My PhD project, supervised by Robert Hollands and Adél Pásztor, seeks to explore apprenticeships and undergraduate degrees from the perspective of young people from working class backgrounds. In the wake of concerns about increases in tuition fees, an obvious appeal to apprenticeships arises with the ability to earn a modest wage while learning instead of accumulating debt. This may also be more suited to working class cultures of ‘paying your way’ at home, and gaining “practical” or “useful” skills (as opposed to more abstract academic knowledge). That said, some research finds former apprentices earn on average less than university graduates, even when tuition fees are factored. With this in mind the decision to study at university, though with added risk for those from working class backgrounds, may still be worthwhile.

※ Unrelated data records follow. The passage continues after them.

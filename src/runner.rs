//! External command execution
//!
//! Reload, dry-run, trust and resolver commands are configured as strings
//! with `{placeholder}` variables. They are split with shell quoting rules
//! and run without a shell. Anything that touches system paths is marked
//! privileged and gets the configured elevation prefix.

use crate::error::{Component, DevhostError, Result};
use async_trait::async_trait;
use std::path::PathBuf;
use std::process::Stdio;
use tokio::process::Command;
use tracing::debug;

/// A command to execute, already split into program and arguments
#[derive(Debug, Clone, PartialEq, Eq)]
pub struct CommandSpec {
    pub program: String,
    pub args: Vec<String>,
    pub cwd: Option<PathBuf>,
    pub privileged: bool,
}

impl CommandSpec {
    pub fn new(program: impl Into<String>) -> Self {
        Self {
            program: program.into(),
            args: Vec::new(),
            cwd: None,
            privileged: false,
        }
    }

    pub fn arg(mut self, arg: impl Into<String>) -> Self {
        self.args.push(arg.into());
        self
    }

    pub fn args<I, S>(mut self, args: I) -> Self
    where
        I: IntoIterator<Item = S>,
        S: Into<String>,
    {
        self.args.extend(args.into_iter().map(Into::into));
        self
    }

    pub fn cwd(mut self, dir: impl Into<PathBuf>) -> Self {
        self.cwd = Some(dir.into());
        self
    }

    pub fn privileged(mut self) -> Self {
        self.privileged = true;
        self
    }

    /// Split a command line using shell quoting rules
    pub fn parse(line: &str) -> Result<Self> {
        Self::from_template(line, &[])
    }

    /// Split a configured template, then expand `{name}` in each word
    ///
    /// Expansion happens after splitting so a substituted path containing
    /// spaces stays one argument.
    pub fn from_template(template: &str, vars: &[(&str, &str)]) -> Result<Self> {
        let words = shell_words::split(template)
            .map_err(|e| DevhostError::config(format!("cannot parse command '{}': {}", template, e)))?;

        let mut words = words.into_iter().map(|word| {
            vars.iter().fold(word, |acc, (name, value)| {
                acc.replace(&format!("{{{}}}", name), value)
            })
        });

        let program = words
            .next()
            .ok_or_else(|| DevhostError::config(format!("command '{}' is empty", template)))?;

        Ok(Self::new(program).args(words))
    }

    /// Command line as it would be typed, without elevation
    pub fn display(&self) -> String {
        shell_words::join(std::iter::once(&self.program).chain(self.args.iter()))
    }

    /// Command line a user can paste to perform this step by hand
    pub fn manual(&self, privilege: Option<&str>) -> String {
        match privilege {
            Some(prefix) if self.privileged => format!("{} {}", prefix, self.display()),
            _ => self.display(),
        }
    }
}

/// Captured result of a finished command
#[derive(Debug, Clone, Default, PartialEq, Eq)]
pub struct CommandOutput {
    pub status: i32,
    pub stdout: String,
    pub stderr: String,
}

impl CommandOutput {
    pub fn success(&self) -> bool {
        self.status == 0
    }

    pub fn ok() -> Self {
        Self::default()
    }

    pub fn failed(status: i32, stderr: impl Into<String>) -> Self {
        Self {
            status,
            stdout: String::new(),
            stderr: stderr.into(),
        }
    }
}

/// Runs external commands
///
/// Abstracted so reconciliation can be exercised without touching the host.
#[async_trait]
pub trait CommandRunner: Send + Sync {
    /// Run to completion. `Err` only when the program could not be started.
    async fn run(&self, spec: &CommandSpec) -> Result<CommandOutput>;
}

/// Run a command and turn a non-zero exit into an `ExternalTool` error
pub async fn run_checked(
    runner: &dyn CommandRunner,
    spec: &CommandSpec,
    component: Component,
) -> Result<CommandOutput> {
    let output = runner.run(spec).await.map_err(|e| {
        DevhostError::tool(component, format!("cannot run `{}`: {}", spec.display(), e))
    })?;

    if !output.success() {
        let detail = output.stderr.trim();
        let detail = if detail.is_empty() {
            output.stdout.trim()
        } else {
            detail
        };
        return Err(DevhostError::tool(
            component,
            format!(
                "`{}` exited with status {}: {}",
                spec.display(),
                output.status,
                detail
            ),
        ));
    }

    Ok(output)
}

/// Runs commands on the local host with tokio
#[derive(Debug, Clone, Default)]
pub struct SystemRunner {
    privilege: Option<String>,
}

impl SystemRunner {
    pub fn new(privilege: Option<&str>) -> Self {
        Self {
            privilege: privilege.map(str::to_string),
        }
    }

    fn build(&self, spec: &CommandSpec) -> Result<Command> {
        let mut cmd = match self.privilege.as_deref() {
            Some(prefix) if spec.privileged && !is_root() => {
                let mut words = shell_words::split(prefix).map_err(|e| {
                    DevhostError::config(format!("cannot parse privilege command '{}': {}", prefix, e))
                })?;
                if words.is_empty() {
                    Command::new(&spec.program)
                } else {
                    let program = words.remove(0);
                    let mut cmd = Command::new(program);
                    cmd.args(words).arg(&spec.program);
                    cmd
                }
            }
            _ => Command::new(&spec.program),
        };
        cmd.args(&spec.args);
        if let Some(dir) = &spec.cwd {
            cmd.current_dir(dir);
        }
        Ok(cmd)
    }

    /// Run with inherited stdio, returning the exit status
    pub async fn run_interactive(&self, spec: &CommandSpec) -> Result<i32> {
        let mut cmd = self.build(spec)?;
        debug!(command = %spec.display(), "Running interactive command");
        let status = cmd
            .status()
            .await
            .map_err(|e| DevhostError::io(&spec.program, e))?;
        Ok(status.code().unwrap_or(1))
    }
}

#[async_trait]
impl CommandRunner for SystemRunner {
    async fn run(&self, spec: &CommandSpec) -> Result<CommandOutput> {
        let mut cmd = self.build(spec)?;
        cmd.stdin(Stdio::null())
            .stdout(Stdio::piped())
            .stderr(Stdio::piped());

        debug!(command = %spec.display(), privileged = spec.privileged, "Running command");

        let output = cmd
            .output()
            .await
            .map_err(|e| DevhostError::io(&spec.program, e))?;

        Ok(CommandOutput {
            status: output.status.code().unwrap_or(-1),
            stdout: String::from_utf8_lossy(&output.stdout).into_owned(),
            stderr: String::from_utf8_lossy(&output.stderr).into_owned(),
        })
    }
}

#[cfg(unix)]
fn is_root() -> bool {
    // SAFETY: geteuid has no preconditions and cannot fail
    unsafe { libc::geteuid() == 0 }
}

#[cfg(not(unix))]
fn is_root() -> bool {
    false
}

#[cfg(test)]
mod tests {
    use super::*;

    #[test]
    fn test_parse_quoted() {
        let spec = CommandSpec::parse("sh -c 'nginx -t && echo ok'").unwrap();
        assert_eq!(spec.program, "sh");
        assert_eq!(spec.args, vec!["-c", "nginx -t && echo ok"]);
    }

    #[test]
    fn test_template_expansion_keeps_words() {
        let spec = CommandSpec::from_template(
            "cp {src} /etc/resolver/{tld}",
            &[("src", "/home/my user/file"), ("tld", "test")],
        )
        .unwrap();
        assert_eq!(spec.program, "cp");
        assert_eq!(spec.args, vec!["/home/my user/file", "/etc/resolver/test"]);
    }

    #[test]
    fn test_empty_template_is_config_error() {
        assert!(matches!(
            CommandSpec::parse("   "),
            Err(DevhostError::Config { .. })
        ));
        assert!(CommandSpec::parse("echo 'unterminated").is_err());
    }

    #[test]
    fn test_manual_adds_privilege_only_when_needed() {
        let spec = CommandSpec::new("ln").args(["-sfn", "/a b", "/c"]);
        assert_eq!(spec.manual(Some("sudo")), "ln -sfn '/a b' /c");
        assert_eq!(
            spec.clone().privileged().manual(Some("sudo")),
            "sudo ln -sfn '/a b' /c"
        );
        assert_eq!(spec.privileged().manual(None), "ln -sfn '/a b' /c");
    }

    #[tokio::test]
    async fn test_system_runner_captures_output() {
        let runner = SystemRunner::new(None);
        let output = runner
            .run(&CommandSpec::new("sh").args(["-c", "echo out; echo err >&2; exit 3"]))
            .await
            .unwrap();
        assert_eq!(output.status, 3);
        assert_eq!(output.stdout.trim(), "out");
        assert_eq!(output.stderr.trim(), "err");
    }

    #[tokio::test]
    async fn test_run_checked_reports_component_and_command() {
        let runner = SystemRunner::new(None);
        let err = run_checked(
            &runner,
            &CommandSpec::new("sh").args(["-c", "echo broken >&2; exit 1"]),
            Component::Vhost,
        )
        .await
        .unwrap_err();
        match err {
            DevhostError::ExternalTool { component, message } => {
                assert_eq!(component, Component::Vhost);
                assert!(message.contains("exited with status 1"));
                assert!(message.contains("broken"));
            }
            other => panic!("unexpected error {:?}", other),
        }
    }

    #[tokio::test]
    async fn test_missing_program_is_tool_error() {
        let runner = SystemRunner::new(None);
        let err = run_checked(
            &runner,
            &CommandSpec::new("devhost-no-such-program"),
            Component::Dns,
        )
        .await
        .unwrap_err();
        assert!(matches!(
            err,
            DevhostError::ExternalTool {
                component: Component::Dns,
                ..
            }
        ));
    }
}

This project aims to explore how young people navigate these complex decisions, utilising traditional Bourdieusian notions of habitus, field and capital, and expanding upon these through considerations of emotion and fulfilment. While there has been considerable research into the education choices of working class students, much of which utilises Bourdieusian theory and work comparing experiences between pre- and post-1992 universities, far less have compared higher education experiences with those of Modern Apprenticeships, or looked at the impact of emotional capital across these pathways. It is my hope that this research can contribute to filling these gaps in academic literature.

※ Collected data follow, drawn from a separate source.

//! Shared container services
//!
//! One compose definition describes every service any known project needs,
//! deduplicated by (kind, version). It is regenerated wholesale from the
//! union of projects on every start and stop, so it never drifts from what
//! projects declare.

use crate::config::{ServiceKind, ServiceSet};
use crate::docker::ContainerRuntime;
use crate::error::{Component, DevhostError, Result};
use crate::library::TemplateLibrary;
use crate::paths::{self, Paths};
use crate::ports::{Allocation, PortAllocator};
use crate::runner::{run_checked, CommandRunner, CommandSpec};
use serde::{Deserialize, Serialize};
use std::collections::{BTreeMap, BTreeSet};
use std::path::PathBuf;
use std::sync::Arc;
use std::time::{Duration, Instant};
use tracing::{debug, info};

/// Compose project name; also the prefix of every container name
pub const COMPOSE_PROJECT: &str = "devhost";

/// Root password of the shared relational engines
pub const ROOT_PASSWORD: &str = "devhost";

/// Hostname containers use to reach the host reverse proxy
const HOST_GATEWAY: &str = "host.docker.internal";

/// A running service derived from descriptors and the port table
#[derive(Debug, Clone, PartialEq, Eq, Serialize)]
pub struct ServiceInstance {
    pub kind: ServiceKind,
    pub version: String,
    pub container_name: String,
    pub port: u16,
}

impl ServiceInstance {
    pub fn new(kind: ServiceKind, version: &str, port: u16) -> Self {
        Self {
            kind,
            version: version.to_string(),
            container_name: format!("{}-{}-{}", COMPOSE_PROJECT, kind, version),
            port,
        }
    }

    /// Service key inside the compose definition
    pub fn service_name(&self) -> String {
        format!("{}-{}", self.kind, self.version)
    }
}

/// A service in the desired state with the projects that need it
#[derive(Debug, Clone, PartialEq, Eq)]
pub struct DesiredService {
    pub instance: ServiceInstance,
    pub secondary_port: Option<u16>,
    pub fallback: bool,
    pub users: BTreeSet<String>,
}

/// Union of every known project's services
#[derive(Debug, Clone, Default, PartialEq, Eq)]
pub struct DesiredState {
    services: BTreeMap<(ServiceKind, String), DesiredService>,
}

impl DesiredState {
    pub fn get(&self, kind: ServiceKind, version: &str) -> Option<&DesiredService> {
        self.services.get(&(kind, version.to_string()))
    }

    pub fn usage_count(&self, kind: ServiceKind, version: &str) -> usize {
        self.get(kind, version).map_or(0, |s| s.users.len())
    }

    pub fn services(&self) -> impl Iterator<Item = &DesiredService> {
        self.services.values()
    }

    pub fn service_names(&self) -> BTreeSet<String> {
        self.services().map(|s| s.instance.service_name()).collect()
    }

    pub fn is_empty(&self) -> bool {
        self.services.is_empty()
    }

    pub fn len(&self) -> usize {
        self.services.len()
    }
}

#[derive(Debug, Serialize, Deserialize)]
struct ComposeFile {
    #[serde(default)]
    services: BTreeMap<String, ComposeService>,
    #[serde(default, skip_serializing_if = "BTreeMap::is_empty")]
    volumes: BTreeMap<String, BTreeMap<String, String>>,
}

#[derive(Debug, Serialize, Deserialize)]
struct ComposeService {
    image: String,
    container_name: String,
    restart: String,
    #[serde(default)]
    ports: Vec<String>,
    #[serde(default, skip_serializing_if = "BTreeMap::is_empty")]
    environment: BTreeMap<String, String>,
    #[serde(default, skip_serializing_if = "Vec::is_empty")]
    volumes: Vec<String>,
    #[serde(default, skip_serializing_if = "Vec::is_empty")]
    extra_hosts: Vec<String>,
    #[serde(default, skip_serializing_if = "BTreeMap::is_empty")]
    labels: BTreeMap<String, String>,
}

/// Image reference for a service version
fn image(kind: ServiceKind, version: &str) -> String {
    match kind {
        ServiceKind::Mysql => format!("mysql:{}", version),
        ServiceKind::Mariadb => format!("mariadb:{}", version),
        ServiceKind::Redis => format!("redis:{}-alpine", version),
        ServiceKind::Opensearch => format!("opensearchproject/opensearch:{}", version),
        ServiceKind::Elasticsearch => {
            // elastic publishes full patch tags only
            if version.matches('.').count() == 1 {
                format!("elasticsearch:{}.0", version)
            } else {
                format!("elasticsearch:{}", version)
            }
        }
        ServiceKind::Rabbitmq => format!("rabbitmq:{}-management-alpine", version),
        ServiceKind::Mailpit => format!("axllent/mailpit:v{}", version),
        ServiceKind::Varnish => format!("varnish:{}", version),
    }
}

/// (container port, secondary container port)
fn container_ports(kind: ServiceKind) -> (u16, Option<u16>) {
    match kind {
        ServiceKind::Mysql | ServiceKind::Mariadb => (3306, None),
        ServiceKind::Redis => (6379, None),
        ServiceKind::Opensearch | ServiceKind::Elasticsearch => (9200, None),
        ServiceKind::Rabbitmq => (5672, Some(15672)),
        ServiceKind::Mailpit => (1025, Some(8025)),
        ServiceKind::Varnish => (80, None),
    }
}

/// Named volume holding persistent data, if the kind keeps any
fn data_mount(kind: ServiceKind) -> Option<&'static str> {
    match kind {
        ServiceKind::Mysql | ServiceKind::Mariadb => Some("/var/lib/mysql"),
        ServiceKind::Redis => Some("/data"),
        ServiceKind::Opensearch => Some("/usr/share/opensearch/data"),
        ServiceKind::Elasticsearch => Some("/usr/share/elasticsearch/data"),
        ServiceKind::Rabbitmq => Some("/var/lib/rabbitmq"),
        ServiceKind::Mailpit | ServiceKind::Varnish => None,
    }
}

fn environment(kind: ServiceKind) -> BTreeMap<String, String> {
    let pairs: &[(&str, &str)] = match kind {
        ServiceKind::Mysql => &[("MYSQL_ROOT_PASSWORD", ROOT_PASSWORD)],
        ServiceKind::Mariadb => &[("MARIADB_ROOT_PASSWORD", ROOT_PASSWORD)],
        ServiceKind::Opensearch => &[
            ("discovery.type", "single-node"),
            ("DISABLE_SECURITY_PLUGIN", "true"),
            ("OPENSEARCH_JAVA_OPTS", "-Xms512m -Xmx512m"),
        ],
        ServiceKind::Elasticsearch => &[
            ("discovery.type", "single-node"),
            ("xpack.security.enabled", "false"),
            ("ES_JAVA_OPTS", "-Xms512m -Xmx512m"),
        ],
        ServiceKind::Rabbitmq => &[
            ("RABBITMQ_DEFAULT_USER", "guest"),
            ("RABBITMQ_DEFAULT_PASS", "guest"),
        ],
        ServiceKind::Mailpit => &[("MP_SMTP_AUTH_ACCEPT_ANY", "1")],
        ServiceKind::Redis | ServiceKind::Varnish => &[],
    };
    pairs
        .iter()
        .map(|(k, v)| (k.to_string(), v.to_string()))
        .collect()
}

/// Client binary and admin binary of a relational engine
fn sql_clients(kind: ServiceKind) -> (&'static str, &'static str) {
    match kind {
        ServiceKind::Mariadb => ("mariadb", "mariadb-admin"),
        _ => ("mysql", "mysqladmin"),
    }
}

/// Service names declared in an existing compose definition
pub fn parse_services(path: &std::path::Path) -> Result<BTreeSet<String>> {
    let content = match std::fs::read_to_string(path) {
        Ok(content) => content,
        Err(e) if e.kind() == std::io::ErrorKind::NotFound => return Ok(BTreeSet::new()),
        Err(e) => return Err(DevhostError::io(path, e)),
    };
    let file: ComposeFile =
        serde_yaml::from_str(&content).map_err(|e| DevhostError::parse(path, e))?;
    Ok(file.services.into_keys().collect())
}

/// Generates the compose definition and drives the container services
pub struct ComposeManager {
    paths: Paths,
    allocator: PortAllocator,
    library: TemplateLibrary,
    backend_port: u16,
    ready_timeout: Duration,
    runner: Arc<dyn CommandRunner>,
    runtime: Arc<dyn ContainerRuntime>,
}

Prior to beginning my PhD I studied for my Undergraduate and Master’s degree at Newcastle University. At undergraduate level I was awarded the Peter Selman Prize, with my undergraduate dissertation, “Teaching: an Emotional Labour”, also receiving the award for Best Sociology Dissertation. Prior to university study I worked as an Apprentice Teaching Assistant in a village primary school, where I was nominated for a National Apprenticeship Award.